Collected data
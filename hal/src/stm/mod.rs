//! # System Timer
//!
//! One free-running STM instance per core, used as the time base for that
//! core's periodic work. The compare channel protocol is drift-free: a
//! reload adds the period to the *previous compare target*, not to the
//! current counter value, so ISR jitter never accumulates into the
//! period.

use crate::family::NB_CORES;
use crate::mmio::Reg;

// ============================================================================
// Register block
// ============================================================================

/// One STM instance.
#[repr(C)]
pub struct StmRegs {
    /// Free-running counter, low word.
    pub tim0: Reg,
    /// Compare values.
    pub cmp: [Reg; 2],
    /// Compare window control.
    pub cmcon: Reg,
    /// Interrupt control (enable + status).
    pub icr: Reg,
    /// Interrupt set/clear requests.
    pub iscr: Reg,
}

impl StmRegs {
    pub(crate) const RESET: Self = Self {
        tim0: Reg::new(0),
        cmp: [Reg::new(0), Reg::new(0)],
        cmcon: Reg::new(0),
        icr: Reg::new(0),
        iscr: Reg::new(0),
    };
}

/// CMCON.MSIZE0 - compare window size minus one for channel 0.
pub const CMCON_MSIZE0_MASK: u32 = 0x0000_001F;
/// CMCON.MSIZE0 shift.
pub const CMCON_MSIZE0_SHIFT: u32 = 0;

/// ICR.CMP0EN - channel 0 compare interrupt enable.
pub const ICR_CMP0EN: u32 = 1 << 0;
/// ICR.CMP0IR - channel 0 compare interrupt pending.
pub const ICR_CMP0IR: u32 = 1 << 1;

/// ISCR.CMP0IRR - reset channel 0 compare interrupt flag.
pub const ISCR_CMP0IRR: u32 = 1 << 0;

/// The STM instance serving `channel` (one per core).
#[inline]
pub fn channel(n: usize) -> Option<&'static StmRegs> {
    if n >= NB_CORES {
        return None;
    }
    cfg_if::cfg_if! {
        if #[cfg(target_arch = "tricore")] {
            use crate::family::spec;
            // SAFETY: fixed instance addresses from the family memory map.
            Some(unsafe {
                &*(crate::mmio::instance_base(spec::STM0_BASE, spec::STM_STRIDE, n)
                    as *const StmRegs)
            })
        } else {
            Some(&crate::sim::STM[n])
        }
    }
}

// ============================================================================
// Compare channel operations
// ============================================================================

/// Advance channel 0's compare target by `ticks`.
///
/// Adds on top of the previous target so the period stays phase-locked;
/// for the very first arm after reset, add the current counter value
/// (see [`count`]) to the period.
pub fn reload_channel(n: usize, ticks: u32) {
    if let Some(stm) = channel(n) {
        stm.cmp[0].modify(|v| v.wrapping_add(ticks));
    }
}

/// Enable the channel 0 compare interrupt: full-width compare window,
/// pending flag cleared, interrupt enabled.
pub fn enable_compare_interrupt(n: usize) {
    if let Some(stm) = channel(n) {
        stm.cmcon
            .masked_write(31 << CMCON_MSIZE0_SHIFT, CMCON_MSIZE0_MASK);
        stm.iscr.write(ISCR_CMP0IRR);
        stm.icr.set_bits(ICR_CMP0EN);
    }
}

/// Clear the channel 0 compare interrupt flag.
pub fn clear_compare_flag(n: usize) {
    if let Some(stm) = channel(n) {
        stm.iscr.write(ISCR_CMP0IRR);
    }
}

/// Whether the channel 0 compare interrupt is pending.
pub fn compare_flag(n: usize) -> bool {
    channel(n).is_some_and(|stm| stm.icr.is_set(ICR_CMP0IR))
}

/// Current counter value of channel `n`.
pub fn count(n: usize) -> u32 {
    channel(n).map_or(0, |stm| stm.tim0.read())
}

/// Busy-wait for `us` microseconds on the calling core's channel.
///
/// `stm_src_mhz` is the frequency feeding the STM divider; the effective
/// tick rate honors the divider currently programmed in CCUCON0.
pub fn busy_wait_us(stm_src_mhz: u32, us: u32) {
    use crate::scu::ccu;

    let core = crate::cpu::CoreId::current().index();
    let start = count(core);
    let div = crate::scu::regs()
        .ccucon0
        .field(ccu::CCUCON0_STMDIV_MASK, ccu::CCUCON0_STMDIV_SHIFT)
        .max(1);
    let ticks = us * stm_src_mhz / div;

    while count(core).wrapping_sub(start) < ticks {
        core::hint::spin_loop();
    }
}

#[cfg(test)]
mod tests {
    use super::*;
    use crate::sim;

    #[test]
    fn reload_is_drift_free() {
        let _guard = sim::lock();
        let stm = channel(1).unwrap();
        stm.cmp[0].write(0);

        reload_channel(1, 250);
        reload_channel(1, 250);
        // Second target builds on the first, not on the counter.
        assert_eq!(stm.cmp[0].read(), 500);
        stm.cmp[0].write(0);
    }

    #[test]
    fn reload_wraps_with_the_counter() {
        let _guard = sim::lock();
        let stm = channel(0).unwrap();
        stm.cmp[0].write(u32::MAX - 10);
        reload_channel(0, 20);
        assert_eq!(stm.cmp[0].read(), 9);
        stm.cmp[0].write(0);
    }

    #[test]
    fn enable_arms_the_channel() {
        let _guard = sim::lock();
        let stm = channel(2).unwrap();
        stm.cmcon.write(0);
        stm.icr.write(0);

        enable_compare_interrupt(2);
        assert_eq!(stm.cmcon.field(CMCON_MSIZE0_MASK, CMCON_MSIZE0_SHIFT), 31);
        assert!(stm.icr.is_set(ICR_CMP0EN));
        assert!(stm.iscr.is_set(ISCR_CMP0IRR));

        stm.cmcon.write(0);
        stm.icr.write(0);
        stm.iscr.write(0);
    }

    #[test]
    fn out_of_range_channels_do_nothing() {
        let _guard = sim::lock();
        assert!(channel(NB_CORES).is_none());
        reload_channel(NB_CORES, 100);
        assert!(!compare_flag(NB_CORES));
        assert_eq!(count(NB_CORES), 0);
    }
}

- [PROBLEM DETAILS]: Every record is to be written out verbatim.

- [RESULT FOR THIS EXERCISE]:
filename hal/src/stm/mod.rs
//! # System Timer
//!
//! One free-running STM instance per core, used as the time base for that
//! core's periodic work. The compare channel protocol is drift-free: a
//! reload adds the period to the *previous compare target*, not to the
//! current counter value, so ISR jitter never accumulates into the
//! period.

use crate::family::NB_CORES;
use crate::mmio::Reg;

// ============================================================================
// Register block
// ============================================================================

/// One STM instance.
#[repr(C)]
pub struct StmRegs {
    /// Free-running counter, low word.
    pub tim0: Reg,
    /// Compare values.
    pub cmp: [Reg; 2],
    /// Compare window control.
    pub cmcon: Reg,
    /// Interrupt control (enable + status).
    pub icr: Reg,
    /// Interrupt set/clear requests.
    pub iscr: Reg,
}

impl StmRegs {
    pub(crate) const RESET: Self = Self {
        tim0: Reg::new(0),
        cmp: [Reg::new(0), Reg::new(0)],
        cmcon: Reg::new(0),
        icr: Reg::new(0),
        iscr: Reg::new(0),
    };
}

/// CMCON.MSIZE0 - compare window size minus one for channel 0.
pub const CMCON_MSIZE0_MASK: u32 = 0x0000_001F;
/// CMCON.MSIZE0 shift.
pub const CMCON_MSIZE0_SHIFT: u32 = 0;

/// ICR.CMP0EN - channel 0 compare interrupt enable.
pub const ICR_CMP0EN: u32 = 1 << 0;
/// ICR.CMP0IR - channel 0 compare interrupt pending.
pub const ICR_CMP0IR: u32 = 1 << 1;

/// ISCR.CMP0IRR - reset channel 0 compare interrupt flag.
pub const ISCR_CMP0IRR: u32 = 1 << 0;

/// The STM instance serving `channel` (one per core).
#[inline]
pub fn channel(n: usize) -> Option<&'static StmRegs> {
    if n >= NB_CORES {
        return None;
    }
    cfg_if::cfg_if! {
        if #[cfg(target_arch = "tricore")] {
            use crate::family::spec;
            // SAFETY: fixed instance addresses from the family memory map.
            Some(unsafe {
                &*(crate::mmio::instance_base(spec::STM0_BASE, spec::STM_STRIDE, n)
                    as *const StmRegs)
            })
        } else {
            Some(&crate::sim::STM[n])
        }
    }
}

// ============================================================================
// Compare channel operations
// ============================================================================

/// Advance channel 0's compare target by `ticks`.
///
/// Adds on top of the previous target so the period stays phase-locked;
/// for the very first arm after reset, add the current counter value
/// (see [`count`]) to the period.
pub fn reload_channel(n: usize, ticks: u32) {
    if let Some(stm) = channel(n) {
        stm.cmp[0].modify(|v| v.wrapping_add(ticks));
    }
}

/// Enable the channel 0 compare interrupt: full-width compare window,
/// pending flag cleared, interrupt enabled.
pub fn enable_compare_interrupt(n: usize) {
    if let Some(stm) = channel(n) {
        stm.cmcon
            .masked_write(31 << CMCON_MSIZE0_SHIFT, CMCON_MSIZE0_MASK);
        stm.iscr.write(ISCR_CMP0IRR);
        stm.icr.set_bits(ICR_CMP0EN);
    }
}

/// Clear the channel 0 compare interrupt flag.
pub fn clear_compare_flag(n: usize) {
    if let Some(stm) = channel(n) {
        stm.iscr.write(ISCR_CMP0IRR);
    }
}

/// Whether the channel 0 compare interrupt is pending.
pub fn compare_flag(n: usize) -> bool {
    channel(n).is_some_and(|stm| stm.icr.is_set(ICR_CMP0IR))
}

/// Current counter value of channel `n`.
pub fn count(n: usize) -> u32 {
    channel(n).map_or(0, |stm| stm.tim0.read())
}

/// Busy-wait for `us` microseconds on the calling core's channel.
///
/// `stm_src_mhz` is the frequency feeding the STM divider; the effective
/// tick rate honors the divider currently programmed in CCUCON0.
pub fn busy_wait_us(stm_src_mhz: u32, us: u32) {
    use crate::scu::ccu;

    let core = crate::cpu::CoreId::current().index();
    let start = count(core);
    let div = crate::scu::regs()
        .ccucon0
        .field(ccu::CCUCON0_STMDIV_MASK, ccu::CCUCON0_STMDIV_SHIFT)
        .max(1);
    let ticks = us * stm_src_mhz / div;

    while count(core).wrapping_sub(start) < ticks {
        core::hint::spin_loop();
    }
}

#[cfg(test)]
mod tests {
    use super::*;
    use crate::sim;

    #[test]
    fn reload_is_drift_free() {
        let _guard = sim::lock();
        let stm = channel(1).unwrap();
        stm.cmp[0].write(0);

        reload_channel(1, 250);
        reload_channel(1, 250);
        // Second target builds on the first, not on the counter.
        assert_eq!(stm.cmp[0].read(), 500);
        stm.cmp[0].write(0);
    }

    #[test]
    fn reload_wraps_with_the_counter() {
        let _guard = sim::lock();
        let stm = channel(0).unwrap();
        stm.cmp[0].write(u32::MAX - 10);
        reload_channel(0, 20);
        assert_eq!(stm.cmp[0].read(), 9);
        stm.cmp[0].write(0);
    }

    #[test]
    fn enable_arms_the_channel() {
        let _guard = sim::lock();
        let stm = channel(2).unwrap();
        stm.cmcon.write(0);
        stm.icr.write(0);

        enable_compare_interrupt(2);
        assert_eq!(stm.cmcon.field(CMCON_MSIZE0_MASK, CMCON_MSIZE0_SHIFT), 31);
        assert!(stm.icr.is_set(ICR_CMP0EN));
        assert!(stm.iscr.is_set(ISCR_CMP0IRR));

        stm.cmcon.write(0);
        stm.icr.write(0);
        stm.iscr.write(0);
    }

    #[test]
    fn out_of_range_channels_do_nothing() {
        let _guard = sim::lock();
        assert!(channel(NB_CORES).is_none());
        reload_channel(NB_CORES, 100);
        assert!(!compare_flag(NB_CORES));
        assert_eq!(count(NB_CORES), 0);
    }
}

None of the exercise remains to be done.